Dentin forms in microscopic layers like the rings of a tree. Adequate formation of these layers depends on vitamin D. Dark streaks develop in dentin in periods when the body is deprived of vitamin D, usually because of a lack of sunlight.

The researchers had previously found that such microscopic defects can remain in place in be read later, just as a tree trunk can show years of good and poor growth. And because teeth don’t decay as rapidly as flesh and bone, they can retain information for hundreds of years.

Combined with other data, patterns in dentin can create rich banks of knowledge about past conditions, including the health impacts of living in low-light environments, according to the researchers.

“It’s a living fossil of your life, starting in utero,” said anthropologist Megan Brickley, PhD, who led the study. “Conceivably, it would be possible to remove the molar of anyone and compare their health to the evidence in the tooth.”

Early colonial settlers in Canada, for example, who often were wrapped head to toe even in summer, commonly developed conditions such as rickets or died prematurely from other conditions related to poor access to vitamin D.

Now the researchers have established the value of such records, which begin during the formation of the teeth in the fetal stage, for reflecting the health of the mother during pregnancy. All of the primary teeth, which start forming in utero, are lost in childhood.

The first permanent molars, which emerge around age 6, also start forming in utero and stay in the mouth throughout one’s adult life, where they retain a record of vitamin D intake dating back to the mother’s pregnancy.

That record can provide a critical intergenerational link that can offer valuable clues connecting maternal health to the eventual fate of a child, the researchers said.

“We’ve been able to set out really clear evidence that there is part of the first permanent molar that records what happened in the life of the mother,” said Brickley. “This is a tool that people can use. It can be used in current health research and in bio-archaeological research.”

The researchers examined modern and archaeological tooth samples, including teeth taken from two skeletons from 19thcentury Quebec, one from a three-year-old girl who had survived rickets as a toddler, and one from a young man. 

The toddler’s undescended molar showed that her mother had suffered a vitamin D deficiency during a pregnancy, which was a possible clue to the child’s early death.

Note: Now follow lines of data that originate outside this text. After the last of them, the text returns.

//! Debounced rescans.
//!
//! Topology change notifications arrive in bursts, well before the hardware
//! has settled. [`RescanScheduler`] keeps at most one pending deadline; each
//! notification pushes it back to `delay` after the latest one, so a burst
//! of any length produces a single rescan.
//!
//! The scheduler does not own a timer task. The host's event loop asks for
//! the [`RescanScheduler::deadline`], sleeps until it, and then calls
//! [`RescanScheduler::take_due`]. Deadlines are [`tokio::time::Instant`]s so
//! tests can drive them with a paused clock.

use std::time::Duration;
use tokio::time::Instant;
use tracing::{debug, warn};

use crate::config::{DEFAULT_RESCAN_DELAY_SECS, MAX_RESCAN_DELAY_SECS};

/// Default debounce window.
pub const DEFAULT_RESCAN_DELAY: Duration = Duration::from_secs(DEFAULT_RESCAN_DELAY_SECS);
/// Longest debounce window; longer ones are clamped.
pub const MAX_RESCAN_DELAY: Duration = Duration::from_secs(MAX_RESCAN_DELAY_SECS);

#[derive(Debug, Clone, Copy, PartialEq, Eq)]
struct PendingRescan {
    deadline: Instant,
    generation: u64,
}

/// At most one pending rescan deadline.
#[derive(Debug, Clone)]
pub struct RescanScheduler {
    delay: Duration,
    pending: Option<PendingRescan>,
    generation: u64,
}

impl RescanScheduler {
    /// Scheduler with the given debounce window, at most [`MAX_RESCAN_DELAY`].
    pub fn new(delay: Duration) -> Self {
        if delay > MAX_RESCAN_DELAY {
            warn!(
                delay_secs = delay.as_secs(),
                max_secs = MAX_RESCAN_DELAY_SECS,
                "clamping rescan delay"
            );
        }
        Self {
            delay: delay.min(MAX_RESCAN_DELAY),
            pending: None,
            generation: 0,
        }
    }

    /// Debounce window.
    pub fn delay(&self) -> Duration {
        self.delay
    }

    /// Record a change notification now.
    pub fn notify_changed(&mut self) -> Instant {
        self.notify_changed_at(Instant::now())
    }

    /// Record a change notification at `now`, replacing any pending deadline.
    pub fn notify_changed_at(&mut self, now: Instant) -> Instant {
        if self.pending.is_some() {
            debug!("replacing pending rescan");
        }
        self.generation = self.generation.wrapping_add(1);
        // past the clock's range the rescan runs at the next loop turn
        let deadline = now.checked_add(self.delay).unwrap_or(now);
        self.pending = Some(PendingRescan {
            deadline,
            generation: self.generation,
        });
        deadline
    }

    /// Drop the pending deadline. Returns whether one was pending.
    pub fn cancel(&mut self) -> bool {
        self.pending.take().is_some()
    }

    /// Whether a rescan is pending.
    pub fn is_pending(&self) -> bool {
        self.pending.is_some()
    }

    /// When the pending rescan is due.
    pub fn deadline(&self) -> Option<Instant> {
        self.pending.map(|p| p.deadline)
    }

    /// Number of notifications seen so far. A rescan fires for the
    /// generation current when its deadline passed.
    pub fn generation(&self) -> u64 {
        self.generation
    }

    /// If the pending deadline has passed, clear it and return `true`.
    ///
    /// The caller runs the rescan. A notification arriving after this
    /// starts a fresh window.
    pub fn take_due(&mut self, now: Instant) -> bool {
        match self.pending {
            Some(pending) if pending.deadline <= now => {
                debug!(generation = pending.generation, "rescan due");
                self.pending = None;
                true
            }
            _ => false,
        }
    }
}

impl Default for RescanScheduler {
    fn default() -> Self {
        Self::new(DEFAULT_RESCAN_DELAY)
    }
}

The young man’s molar also showed his mother had suffered a vitamin D deficiency, raising the possibility of a connection between his mother’s health and his early death.

In that time, Brickley said, social practices and weather conditions meant that pregnant women in particular would have had very little exposure to the sun, before it became clear how necessary sunlight or substitute sources of vitamin D are to good health.

The study, “Using Teeth as Tools: Investigating the Mother-Infant Dyad and Developmental Origins of Health and Disease Hypothesis Using Vitamin D Deficiency,” was published by the American Journal of Physical Anthropology.